Według nieoficjalnych doniesień, w przyszłym roku otrzymamy nową, ósmą odsłonę serii Resident Evil. Produkcja ponownie postawić ma podobno na widok z perspektywy pierwszej osoby, a także - co interesujące - ma "rozgniewać" wielu miłośników cyklu poprzez radykalne odejście od znanej formuły.

Już Resident Evil 7 z 2017 roku było dość świeże, przechodząc właśnie z widoku zza pleców prowadzonej postaci do FPP, a także rezygnując w większym stopniu z eksterminowania kolejnych zombiaków na rzecz mniejszej grupy postaci. Teraz Capcom chce podobno pójść jeszcze dalej.

Premiera Resident Evil 8 odbędzie się rzekomo w przyszłym roku, na sprzęcie zarówno z obecnej, jak i przyszłej generacji. Powróci nawet główny bohater z poprzedniej odsłony, Ethan Winters. Mamy nadzieję, że z jego ręką wszystko już w porządku.
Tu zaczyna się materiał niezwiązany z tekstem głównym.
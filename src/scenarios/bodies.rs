//! Transaction bodies used by the scenarios.

use crate::config::HoldSchedule;
use crate::constants::UPDATE_ROW;
use crate::engine::Value;
use crate::pool::Transaction;
use crate::txn::TaskBody;
use anyhow::Context;
use async_trait::async_trait;
use std::time::Duration;
use tracing::info;

/// Writes the task index into the contended row, then keeps the
/// transaction open for the scheduled hold time without issuing commands.
pub struct UpdateAndHold {
    pub delay: Duration,
    pub schedule: HoldSchedule,
}

#[async_trait]
impl TaskBody for UpdateAndHold {
    async fn run(&self, tx: &mut Transaction<'_>, task: usize) -> anyhow::Result<()> {
        let num = i64::try_from(task)?;
        tx.execute(UPDATE_ROW, &[Value::Integer(num)])
            .await
            .with_context(|| format!("{task}: update"))?;
        info!(task, "got lock and updated");

        let hold = self.schedule.hold_for(task, self.delay);
        if !hold.is_zero() {
            tokio::time::sleep(hold).await;
        }
        info!(task, "finish process");
        Ok(())
    }
}

/// Keeps one statement busy engine-side with `pg_sleep`.
pub struct EngineSleep {
    pub duration: Duration,
}

impl EngineSleep {
    pub fn sql(&self) -> String {
        let seconds = if self.duration.subsec_nanos() == 0 {
            self.duration.as_secs().to_string()
        } else {
            format!("{:.3}", self.duration.as_secs_f64())
        };
        format!("SELECT pg_sleep({seconds});")
    }
}

#[async_trait]
impl TaskBody for EngineSleep {
    async fn run(&self, tx: &mut Transaction<'_>, task: usize) -> anyhow::Result<()> {
        tx.execute(&self.sql(), &[])
            .await
            .with_context(|| format!("{task}: sleep"))?;
        info!(task, "finish process");
        Ok(())
    }
}

/// Holds the connection client-side without touching the row.
pub struct Pause {
    pub duration: Duration,
}

#[async_trait]
impl TaskBody for Pause {
    async fn run(&self, _tx: &mut Transaction<'_>, _task: usize) -> anyhow::Result<()> {
        tokio::time::sleep(self.duration).await;
        Ok(())
    }
}

/// Commits immediately.
pub struct Noop;

#[async_trait]
impl TaskBody for Noop {
    async fn run(&self, _tx: &mut Transaction<'_>, _task: usize) -> anyhow::Result<()> {
        Ok(())
    }
}

#[cfg(test)]
mod tests {
    use super::*;

    #[test]
    fn test_sleep_sql() {
        let whole = EngineSleep {
            duration: Duration::from_secs(3),
        };
        assert_eq!(whole.sql(), "SELECT pg_sleep(3);");

        let fraction = EngineSleep {
            duration: Duration::from_millis(1500),
        };
        assert_eq!(fraction.sql(), "SELECT pg_sleep(1.500);");
    }
}
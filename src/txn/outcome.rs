//! Outcome taxonomy and classification.
//!
//! Classification is pure and only feeds reporting; nothing in the
//! executor branches on it.

use crate::engine::{DbError, SqlState};
use crate::pool::PoolError;
use serde::Serialize;
use std::fmt;
use std::time::Duration;

/// Failure of one task, tagged with the stage it failed in.
#[derive(Debug, thiserror::Error)]
#[non_exhaustive]
pub enum TaskError {
    #[error("task {task}: checkout failed: {source}")]
    Checkout {
        task: usize,
        #[source]
        source: PoolError,
    },

    #[error("task {task}: begin failed: {source}")]
    Begin {
        task: usize,
        #[source]
        source: DbError,
    },

    /// A policy directive was rejected; the transaction was rolled back.
    #[error("task {task}: applying `{directive}` failed: {source}")]
    Policy {
        task: usize,
        directive: String,
        #[source]
        source: DbError,
    },

    /// The body failed; the transaction was rolled back, never committed.
    #[error("task {task}: {error:#}")]
    Body { task: usize, error: anyhow::Error },

    #[error("task {task}: commit failed: {source}")]
    Commit {
        task: usize,
        #[source]
        source: DbError,
    },
}

impl TaskError {
    pub fn task(&self) -> usize {
        match self {
            Self::Checkout { task, .. }
            | Self::Begin { task, .. }
            | Self::Policy { task, .. }
            | Self::Body { task, .. }
            | Self::Commit { task, .. } => *task,
        }
    }

    /// The engine report behind the failure, if there is one.
    pub fn db_error(&self) -> Option<&DbError> {
        match self {
            Self::Checkout {
                source: PoolError::Connect(err),
                ..
            }
            | Self::Begin { source: err, .. }
            | Self::Policy { source: err, .. }
            | Self::Commit { source: err, .. } => Some(err),
            Self::Checkout { .. } => None,
            Self::Body { error, .. } => error.chain().find_map(|e| e.downcast_ref::<DbError>()),
        }
    }
}

/// Classifier output.
#[derive(Debug, Clone, Copy, PartialEq, Eq, Hash, Serialize)]
#[serde(rename_all = "kebab-case")]
pub enum OutcomeKind {
    Success,
    LockTimeout,
    StatementTimeout,
    IdleTimeout,
    CommitError,
    PolicyApplication,
    CheckoutTimeout,
    ConnectionFailed,
    Unknown,
}

impl OutcomeKind {
    pub fn as_str(self) -> &'static str {
        match self {
            Self::Success => "success",
            Self::LockTimeout => "lock-timeout",
            Self::StatementTimeout => "statement-timeout",
            Self::IdleTimeout => "idle-timeout",
            Self::CommitError => "commit-error",
            Self::PolicyApplication => "policy-application",
            Self::CheckoutTimeout => "checkout-timeout",
            Self::ConnectionFailed => "connection-failed",
            Self::Unknown => "unknown",
        }
    }

    /// Kind of a timeout report, by SQLSTATE.
    pub fn from_timeout(err: &DbError) -> Option<Self> {
        match err.code {
            SqlState::LockNotAvailable => Some(Self::LockTimeout),
            SqlState::QueryCanceled => Some(Self::StatementTimeout),
            SqlState::IdleInTransactionSessionTimeout => Some(Self::IdleTimeout),
            _ => None,
        }
    }

    pub fn is_timeout(self) -> bool {
        matches!(
            self,
            Self::LockTimeout | Self::StatementTimeout | Self::IdleTimeout
        )
    }
}

impl fmt::Display for OutcomeKind {
    fn fmt(&self, f: &mut fmt::Formatter<'_>) -> fmt::Result {
        f.write_str(self.as_str())
    }
}

/// Maps a task failure to the outcome taxonomy.
pub fn classify(err: &TaskError) -> OutcomeKind {
    match err {
        TaskError::Checkout {
            source: PoolError::CheckoutTimeout { .. },
            ..
        } => OutcomeKind::CheckoutTimeout,
        TaskError::Checkout { .. } => OutcomeKind::ConnectionFailed,
        TaskError::Begin { source, .. } => {
            OutcomeKind::from_timeout(source).unwrap_or(OutcomeKind::ConnectionFailed)
        },
        TaskError::Policy { .. } => OutcomeKind::PolicyApplication,
        TaskError::Commit { source, .. } => match source.code {
            SqlState::IdleInTransactionSessionTimeout => OutcomeKind::IdleTimeout,
            _ => OutcomeKind::CommitError,
        },
        TaskError::Body { .. } => err
            .db_error()
            .and_then(OutcomeKind::from_timeout)
            .unwrap_or(OutcomeKind::Unknown),
    }
}

/// Coarse result of one task.
#[derive(Debug, Clone, Copy, PartialEq, Eq, Serialize)]
#[serde(rename_all = "kebab-case")]
pub enum TaskResult {
    /// Committed.
    Success,
    /// Rolled back after an engine-enforced timeout in the body.
    TimeoutError,
    /// `COMMIT` failed, including FATAL termination while idle.
    CommitError,
    /// Any other failure: checkout, policy application, or a body error
    /// that was not a timeout.
    Failed,
}

/// Immutable record of one task.
#[derive(Debug, Clone, Serialize)]
pub struct ExecutionOutcome {
    pub task_index: usize,
    pub result: TaskResult,
    pub kind: OutcomeKind,
    /// Empty on success.
    pub message: String,
    /// Backend id of the connection the task ran on, if it got one.
    pub connection_id: Option<u64>,
    pub elapsed_ms: u64,
}

impl ExecutionOutcome {
    pub fn success(task_index: usize, connection_id: Option<u64>, elapsed: Duration) -> Self {
        Self {
            task_index,
            result: TaskResult::Success,
            kind: OutcomeKind::Success,
            message: String::new(),
            connection_id,
            elapsed_ms: millis(elapsed),
        }
    }

    pub fn failure(err: &TaskError, connection_id: Option<u64>, elapsed: Duration) -> Self {
        let kind = classify(err);
        let result = match err {
            TaskError::Commit { .. } => TaskResult::CommitError,
            TaskError::Body { .. } if kind.is_timeout() => TaskResult::TimeoutError,
            _ => TaskResult::Failed,
        };
        Self {
            task_index: err.task(),
            result,
            kind,
            message: err.to_string(),
            connection_id,
            elapsed_ms: millis(elapsed),
        }
    }

    /// Outcome of a task that panicked or was otherwise lost.
    pub fn lost(task_index: usize, message: impl Into<String>) -> Self {
        Self {
            task_index,
            result: TaskResult::Failed,
            kind: OutcomeKind::Unknown,
            message: message.into(),
            connection_id: None,
            elapsed_ms: 0,
        }
    }

    pub fn is_success(&self) -> bool {
        self.result == TaskResult::Success
    }
}

fn millis(duration: Duration) -> u64 {
    u64::try_from(duration.as_millis()).unwrap_or(u64::MAX)
}
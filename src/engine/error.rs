//! Engine error reports.
//!
//! Every failure the engine reports carries a severity and a five-character
//! SQLSTATE code, the same shape a PostgreSQL server uses, so clients can
//! classify failures without parsing messages.

use serde::Serialize;
use std::fmt;

/// SQLSTATE conditions the engine can raise.
#[derive(Debug, Clone, Copy, PartialEq, Eq, Hash, Serialize)]
#[non_exhaustive]
pub enum SqlState {
    /// `55P03`: a row lock could not be acquired within `lock_timeout`.
    LockNotAvailable,
    /// `57014`: statement canceled, here always by `statement_timeout`.
    QueryCanceled,
    /// `25P03`: session terminated by `idle_in_transaction_session_timeout`.
    IdleInTransactionSessionTimeout,
    /// `25P02`: statement issued inside an aborted transaction.
    InFailedSqlTransaction,
    /// `40000`: a commit ended as a rollback.
    TransactionRollback,
    /// `08003`: the connection is already gone.
    ConnectionDoesNotExist,
    /// `53300`: `max_connections` reached.
    TooManyConnections,
    /// `23505`
    UniqueViolation,
    /// `42601`
    SyntaxError,
    /// `42P01`
    UndefinedTable,
    /// `42P07`
    DuplicateTable,
    /// `42704`: unknown configuration parameter.
    UndefinedObject,
    /// `22023`
    InvalidParameterValue,
    /// `0A000`
    FeatureNotSupported,
    /// `XX000`
    InternalError,
}

impl SqlState {
    /// Returns the five-character SQLSTATE code.
    pub fn code(self) -> &'static str {
        match self {
            Self::LockNotAvailable => "55P03",
            Self::QueryCanceled => "57014",
            Self::IdleInTransactionSessionTimeout => "25P03",
            Self::InFailedSqlTransaction => "25P02",
            Self::TransactionRollback => "40000",
            Self::ConnectionDoesNotExist => "08003",
            Self::TooManyConnections => "53300",
            Self::UniqueViolation => "23505",
            Self::SyntaxError => "42601",
            Self::UndefinedTable => "42P01",
            Self::DuplicateTable => "42P07",
            Self::UndefinedObject => "42704",
            Self::InvalidParameterValue => "22023",
            Self::FeatureNotSupported => "0A000",
            Self::InternalError => "XX000",
        }
    }
}

impl fmt::Display for SqlState {
    fn fmt(&self, f: &mut fmt::Formatter<'_>) -> fmt::Result {
        f.write_str(self.code())
    }
}

/// Severity of an engine report.
#[derive(Debug, Clone, Copy, PartialEq, Eq, Serialize)]
pub enum Severity {
    /// The statement failed; the session survives.
    Error,
    /// The session was terminated.
    Fatal,
}

impl fmt::Display for Severity {
    fn fmt(&self, f: &mut fmt::Formatter<'_>) -> fmt::Result {
        match self {
            Self::Error => f.write_str("ERROR"),
            Self::Fatal => f.write_str("FATAL"),
        }
    }
}

/// Error reported by the engine for a single command.
#[derive(Debug, Clone, PartialEq, Eq, thiserror::Error)]
#[error("{severity}: {message} (SQLSTATE {code})")]
pub struct DbError {
    pub severity: Severity,
    pub code: SqlState,
    pub message: String,
}

impl DbError {
    pub fn new(code: SqlState, message: impl Into<String>) -> Self {
        Self {
            severity: Severity::Error,
            code,
            message: message.into(),
        }
    }

    pub fn fatal(code: SqlState, message: impl Into<String>) -> Self {
        Self {
            severity: Severity::Fatal,
            code,
            message: message.into(),
        }
    }

    pub fn lock_timeout() -> Self {
        Self::new(
            SqlState::LockNotAvailable,
            "canceling statement due to lock timeout",
        )
    }

    pub fn statement_timeout() -> Self {
        Self::new(
            SqlState::QueryCanceled,
            "canceling statement due to statement timeout",
        )
    }

    pub fn idle_in_transaction_timeout() -> Self {
        Self::fatal(
            SqlState::IdleInTransactionSessionTimeout,
            "terminating connection due to idle-in-transaction timeout",
        )
    }

    pub fn in_failed_transaction() -> Self {
        Self::new(
            SqlState::InFailedSqlTransaction,
            "current transaction is aborted, commands ignored until end of transaction block",
        )
    }

    pub fn connection_closed() -> Self {
        Self::new(SqlState::ConnectionDoesNotExist, "conn closed")
    }

    pub fn commit_rolled_back() -> Self {
        Self::new(
            SqlState::TransactionRollback,
            "commit unexpectedly resulted in rollback",
        )
    }

    pub fn syntax(message: impl Into<String>) -> Self {
        Self::new(SqlState::SyntaxError, message)
    }

    /// True when the session is gone and the connection must be discarded.
    pub fn is_fatal(&self) -> bool {
        self.severity == Severity::Fatal || self.code == SqlState::ConnectionDoesNotExist
    }
}

impl From<rusqlite::Error> for DbError {
    fn from(err: rusqlite::Error) -> Self {
        let message = err.to_string();
        if message.contains("no such table") {
            Self::new(SqlState::UndefinedTable, message)
        } else {
            Self::new(SqlState::InternalError, message)
        }
    }
}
Mężczyzna wydaje się jednak przyciągać pecha.

Reklama

Wśród nowości w serii, serwis VGC - który zapewnia, że zweryfikował doniesienia i może je potwierdzić - wymienia sekcje z halucynacjami i szaleństwem, a także przeciwników nie bazujących już na tajemniczych wirusach, lecz na mitologii i legendach z przeszłości, jak na przykład wilkołaki.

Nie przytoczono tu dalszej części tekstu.